**WHAT TO WORK ON**
Below are the records. State how many of their lines hold the word "switch", and add nothing else.

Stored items
== Segment start ==
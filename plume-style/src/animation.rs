//! # Animated State Transitions
//!
//! The [AnimationManager] smooths the values the resolver hands out. Each
//! widget has independent slots (background, foreground, border, ...), and
//! every query says "this slot should now be X". The first query for a slot
//! returns X immediately. Later queries with a new X start a transition from
//! whatever the slot currently shows, so interrupting a transition never makes
//! the value jump.
//!
//! The manager is purely reactive. It owns no timer: the host repaints while
//! [AnimationManager::is_animating] reports `true`, and each repaint asks for
//! the value as of now. Widgets are referenced only by [WidgetKey], so the
//! manager never keeps a widget alive; [AnimationManager::forget_widget]
//! drops the records of a destroyed widget.
//!
//! ```rust
//! use std::time::{Duration, Instant};
//! use plume_style::animation::{AnimationManager, AnimationSlot};
//! use plume_style::widget::WidgetKey;
//!
//! let mut animations = AnimationManager::new();
//! let key = WidgetKey::new(1);
//! let start = Instant::now();
//! let duration = Duration::from_millis(100);
//!
//! assert_eq!(animations.animate_at(key, AnimationSlot::Progress, 0.0, duration, start), 0.0);
//! assert_eq!(animations.animate_at(key, AnimationSlot::Progress, 1.0, duration, start), 0.0);
//! assert_eq!(
//!     animations.animate_at(key, AnimationSlot::Progress, 1.0, duration, start + duration),
//!     1.0
//! );
//! ```

use std::collections::HashMap;
use std::time::{Duration, Instant};

use plume_theme::color::lerp_color;
use vello::kurbo::Rect;
use vello::peniko::Color;

use crate::widget::WidgetKey;

/// A property of a widget that animates independently of the others.
#[derive(Debug, Clone, Copy, PartialEq, Eq, Hash)]
pub enum AnimationSlot {
    /// Fill color.
    Background,
    /// Text and icon color.
    Foreground,
    /// Outline color.
    Border,
    /// Focus ring color.
    Focus,
    /// Fill of an indicator drawn beside a label, such as a check box or switch groove.
    Indicator,
    /// Outline of such an indicator.
    IndicatorBorder,
    /// Check mark or switch knob color.
    Mark,
    /// Label color of a control that also paints an indicator.
    Label,
    /// Scalar progress, such as a switch knob position or scroll bar width.
    Progress,
    /// Geometry, such as a slider handle or the selected tab indicator.
    Geometry,
}

/// Timing curve of a transition.
#[derive(Debug, Clone, Copy, PartialEq, Eq, Hash, Default)]
pub enum Easing {
    /// Constant speed.
    Linear,
    /// Cubic ease-in-out: slow start, fast middle, slow end.
    #[default]
    EaseInOutCubic,
}

impl Easing {
    /// Map linear progress `t` in `[0, 1]` to eased progress.
    pub fn apply(self, t: f64) -> f64 {
        let t = t.clamp(0.0, 1.0);
        match self {
            Easing::Linear => t,
            Easing::EaseInOutCubic => {
                if t < 0.5 {
                    4.0 * t * t * t
                } else {
                    1.0 - (-2.0 * t + 2.0).powi(3) / 2.0
                }
            },
        }
    }
}

/// A value held by an animation slot.
#[derive(Debug, Clone, Copy, PartialEq)]
pub enum AnimatedValue {
    #[allow(missing_docs)]
    Color(Color),
    #[allow(missing_docs)]
    Number(f64),
    #[allow(missing_docs)]
    Rect(Rect),
}

impl AnimatedValue {
    /// Interpolate towards `end`. Values of different kinds snap to `end`.
    pub fn interpolate(self, end: AnimatedValue, t: f64) -> AnimatedValue {
        match (self, end) {
            (AnimatedValue::Color(a), AnimatedValue::Color(b)) => {
                AnimatedValue::Color(lerp_color(a, b, t as f32))
            },
            (AnimatedValue::Number(a), AnimatedValue::Number(b)) => {
                AnimatedValue::Number(a + (b - a) * t)
            },
            (AnimatedValue::Rect(a), AnimatedValue::Rect(b)) => AnimatedValue::Rect(Rect::new(
                a.x0 + (b.x0 - a.x0) * t,
                a.y0 + (b.y0 - a.y0) * t,
                a.x1 + (b.x1 - a.x1) * t,
                a.y1 + (b.y1 - a.y1) * t,
            )),
            _ => end,
        }
    }
}

/// A type that can be stored in an animation slot.
pub trait Animatable: Copy {
    /// Wrap the value.
    fn into_value(self) -> AnimatedValue;
    /// Unwrap the value, or [None] if it holds another kind.
    fn from_value(value: AnimatedValue) -> Option<Self>;
}

impl Animatable for Color {
    fn into_value(self) -> AnimatedValue {
        AnimatedValue::Color(self)
    }

    fn from_value(value: AnimatedValue) -> Option<Self> {
        match value {
            AnimatedValue::Color(color) => Some(color),
            _ => None,
        }
    }
}

impl Animatable for f64 {
    fn into_value(self) -> AnimatedValue {
        AnimatedValue::Number(self)
    }

    fn from_value(value: AnimatedValue) -> Option<Self> {
        match value {
            AnimatedValue::Number(number) => Some(number),
            _ => None,
        }
    }
}

impl Animatable for Rect {
    fn into_value(self) -> AnimatedValue {
        AnimatedValue::Rect(self)
    }

    fn from_value(value: AnimatedValue) -> Option<Self> {
        match value {
            AnimatedValue::Rect(rect) => Some(rect),
            _ => None,
        }
    }
}

#[derive(Debug, Clone)]
struct AnimationRecord {
    start: AnimatedValue,
    target: AnimatedValue,
    current: AnimatedValue,
    started: Instant,
    duration: Duration,
    easing: Easing,
}

impl AnimationRecord {
    fn settled(value: AnimatedValue, now: Instant, easing: Easing) -> Self {
        Self {
            start: value,
            target: value,
            current: value,
            started: now,
            duration: Duration::ZERO,
            easing,
        }
    }

    fn progress(&self, now: Instant) -> f64 {
        if self.duration.is_zero() {
            return 1.0;
        }
        let elapsed = now.saturating_duration_since(self.started);
        (elapsed.as_secs_f64() / self.duration.as_secs_f64()).min(1.0)
    }

    fn value_at(&self, now: Instant) -> AnimatedValue {
        let t = self.progress(now);
        if t >= 1.0 {
            self.target
        } else {
            self.start.interpolate(self.target, self.easing.apply(t))
        }
    }

    fn is_running(&self, now: Instant) -> bool {
        self.start != self.target && self.progress(now) < 1.0
    }
}

/// Per-widget, per-slot interpolation of resolved values.
#[derive(Debug)]
pub struct AnimationManager {
    records: HashMap<(WidgetKey, AnimationSlot), AnimationRecord>,
    easing: Easing,
    enabled: bool,
}

impl AnimationManager {
    /// Create an empty manager with animations enabled.
    pub fn new() -> Self {
        Self {
            records: HashMap::new(),
            easing: Easing::default(),
            enabled: true,
        }
    }

    /// Use a different curve for transitions started from now on.
    pub fn with_easing(mut self, easing: Easing) -> Self {
        self.easing = easing;
        self
    }

    /// Whether transitions are animated.
    pub fn is_enabled(&self) -> bool {
        self.enabled
    }

    /// Enable or disable animations. While disabled, every value is its target.
    pub fn set_enabled(&mut self, enabled: bool) {
        self.enabled = enabled;
    }

    /// Ask for `target` in a slot, returning the value to paint now.
    pub fn animate<T: Animatable>(
        &mut self,
        key: WidgetKey,
        slot: AnimationSlot,
        target: T,
        duration: Duration,
    ) -> T {
        self.animate_at(key, slot, target, duration, Instant::now())
    }

    /// Same as [AnimationManager::animate] with an explicit clock.
    pub fn animate_at<T: Animatable>(
        &mut self,
        key: WidgetKey,
        slot: AnimationSlot,
        target: T,
        duration: Duration,
        now: Instant,
    ) -> T {
        let value = self.animate_value_at(key, slot, target.into_value(), duration, now);
        T::from_value(value).unwrap_or(target)
    }

    fn animate_value_at(
        &mut self,
        key: WidgetKey,
        slot: AnimationSlot,
        target: AnimatedValue,
        duration: Duration,
        now: Instant,
    ) -> AnimatedValue {
        let duration = if self.enabled { duration } else { Duration::ZERO };
        let easing = self.easing;

        let record = self
            .records
            .entry((key, slot))
            .or_insert_with(|| AnimationRecord::settled(target, now, easing));

        record.current = record.value_at(now);

        if record.target != target {
            log::trace!("Animating {:?} of {:?} over {:?}", slot, key, duration);
            record.start = record.current;
            record.target = target;
            record.started = now;
            record.duration = duration;
            record.easing = easing;
            record.current = record.value_at(now);
        }

        if duration.is_zero() {
            record.start = target;
            record.current = target;
        }

        record.current
    }

    /// The value a slot shows at `now`, if the slot exists.
    pub fn current_at<T: Animatable>(&self, key: WidgetKey, slot: AnimationSlot, now: Instant) -> Option<T> {
        self.records
            .get(&(key, slot))
            .and_then(|record| T::from_value(record.value_at(now)))
    }

    /// Whether any slot of a widget is mid-transition at `now`.
    pub fn is_animating_at(&self, key: WidgetKey, now: Instant) -> bool {
        self.records
            .iter()
            .any(|((record_key, _), record)| *record_key == key && record.is_running(now))
    }

    /// Whether any slot of a widget is mid-transition.
    pub fn is_animating(&self, key: WidgetKey) -> bool {
        self.is_animating_at(key, Instant::now())
    }

    /// Drop every record of a widget.
    pub fn forget_widget(&mut self, key: WidgetKey) {
        self.records.retain(|(record_key, _), _| *record_key != key);
    }

    /// Drop every record.
    pub fn clear(&mut self) {
        self.records.clear();
    }

    /// Number of live slots.
    pub fn len(&self) -> usize {
        self.records.len()
    }

    /// Whether no slot is tracked.
    pub fn is_empty(&self) -> bool {
        self.records.is_empty()
    }
}

impl Default for AnimationManager {
    fn default() -> Self {
        Self::new()
    }
}

#[cfg(test)]
mod tests {
    use super::*;

    const KEY: WidgetKey = WidgetKey::new(7);
    const D: Duration = Duration::from_millis(200);

    fn black() -> Color {
        Color::from_rgb8(0, 0, 0)
    }

    fn white() -> Color {
        Color::from_rgb8(255, 255, 255)
    }

    #[test]
    fn first_query_does_not_animate() {
        let mut manager = AnimationManager::new();
        let now = Instant::now();
        assert_eq!(manager.animate_at(KEY, AnimationSlot::Background, white(), D, now), white());
        assert!(!manager.is_animating_at(KEY, now));
    }

    #[test]
    fn converges_to_target() {
        let mut manager = AnimationManager::new();
        let t0 = Instant::now();
        manager.animate_at(KEY, AnimationSlot::Background, black(), D, t0);

        let at_start = manager.animate_at(KEY, AnimationSlot::Background, white(), D, t0);
        assert_eq!(at_start, black());
        assert!(manager.is_animating_at(KEY, t0 + D / 4));

        let halfway = manager.animate_at(KEY, AnimationSlot::Background, white(), D, t0 + D / 2);
        assert!(halfway.components[0] > 0.0 && halfway.components[0] < 1.0);

        assert_eq!(manager.animate_at(KEY, AnimationSlot::Background, white(), D, t0 + D), white());
        assert_eq!(manager.animate_at(KEY, AnimationSlot::Background, white(), D, t0 + D * 2), white());
        assert!(!manager.is_animating_at(KEY, t0 + D * 2));
    }

    #[test]
    fn interruption_is_continuous() {
        let mut manager = AnimationManager::new();
        let t0 = Instant::now();
        manager.animate_at(KEY, AnimationSlot::Progress, 0.0, D, t0);
        manager.animate_at(KEY, AnimationSlot::Progress, 1.0, D, t0);

        let mid = t0 + D / 2;
        let before = manager.animate_at(KEY, AnimationSlot::Progress, 1.0, D, mid);
        let after = manager.animate_at(KEY, AnimationSlot::Progress, -1.0, D, mid);
        assert_eq!(before, after);
        assert!(before > 0.0);

        let later = manager.animate_at(KEY, AnimationSlot::Progress, -1.0, D, mid + D / 4);
        assert!(later < before);
        assert_eq!(manager.animate_at(KEY, AnimationSlot::Progress, -1.0, D, mid + D), -1.0);
    }

    #[test]
    fn zero_duration_is_instant() {
        let mut manager = AnimationManager::new();
        let now = Instant::now();
        manager.animate_at(KEY, AnimationSlot::Border, black(), Duration::ZERO, now);
        assert_eq!(
            manager.animate_at(KEY, AnimationSlot::Border, white(), Duration::ZERO, now),
            white()
        );
    }

    #[test]
    fn disabled_manager_is_instant() {
        let mut manager = AnimationManager::new();
        manager.set_enabled(false);
        let now = Instant::now();
        manager.animate_at(KEY, AnimationSlot::Border, black(), D, now);
        assert_eq!(manager.animate_at(KEY, AnimationSlot::Border, white(), D, now), white());
        assert!(!manager.is_animating_at(KEY, now));
    }

    #[test]
    fn slots_are_independent() {
        let mut manager = AnimationManager::new();
        let t0 = Instant::now();
        manager.animate_at(KEY, AnimationSlot::Background, black(), D, t0);
        manager.animate_at(KEY, AnimationSlot::Foreground, black(), D, t0);

        manager.animate_at(KEY, AnimationSlot::Background, white(), D, t0);
        let foreground = manager.animate_at(KEY, AnimationSlot::Foreground, black(), D, t0 + D / 2);
        assert_eq!(foreground, black());
        let other = WidgetKey::new(8);
        assert_eq!(manager.animate_at(other, AnimationSlot::Background, white(), D, t0), white());
    }

    #[test]
    fn rects_interpolate() {
        let mut manager = AnimationManager::new().with_easing(Easing::Linear);
        let t0 = Instant::now();
        let from = Rect::new(0.0, 0.0, 10.0, 10.0);
        let to = Rect::new(10.0, 0.0, 20.0, 10.0);
        manager.animate_at(KEY, AnimationSlot::Geometry, from, D, t0);
        manager.animate_at(KEY, AnimationSlot::Geometry, to, D, t0);
        let mid: Rect = manager.animate_at(KEY, AnimationSlot::Geometry, to, D, t0 + D / 2);
        assert!((mid.x0 - 5.0).abs() < 1e-9);
    }

    #[test]
    fn forget_widget_drops_its_slots() {
        let mut manager = AnimationManager::new();
        let now = Instant::now();
        manager.animate_at(KEY, AnimationSlot::Background, black(), D, now);
        manager.animate_at(KEY, AnimationSlot::Progress, 0.5, D, now);
        manager.animate_at(WidgetKey::new(9), AnimationSlot::Progress, 0.5, D, now);
        assert_eq!(manager.len(), 3);

        manager.forget_widget(KEY);
        assert_eq!(manager.len(), 1);
        assert_eq!(manager.current_at::<f64>(KEY, AnimationSlot::Progress, now), None);
    }

    #[test]
    fn easing_endpoints() {
        for easing in [Easing::Linear, Easing::EaseInOutCubic] {
            assert_eq!(easing.apply(0.0), 0.0);
            assert_eq!(easing.apply(1.0), 1.0);
        }
        assert_eq!(Easing::EaseInOutCubic.apply(0.5), 0.5);
        assert!(Easing::EaseInOutCubic.apply(0.25) < 0.25);
    }
}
== Segment end ==
**RESULT FOR THIS EXERCISE**
3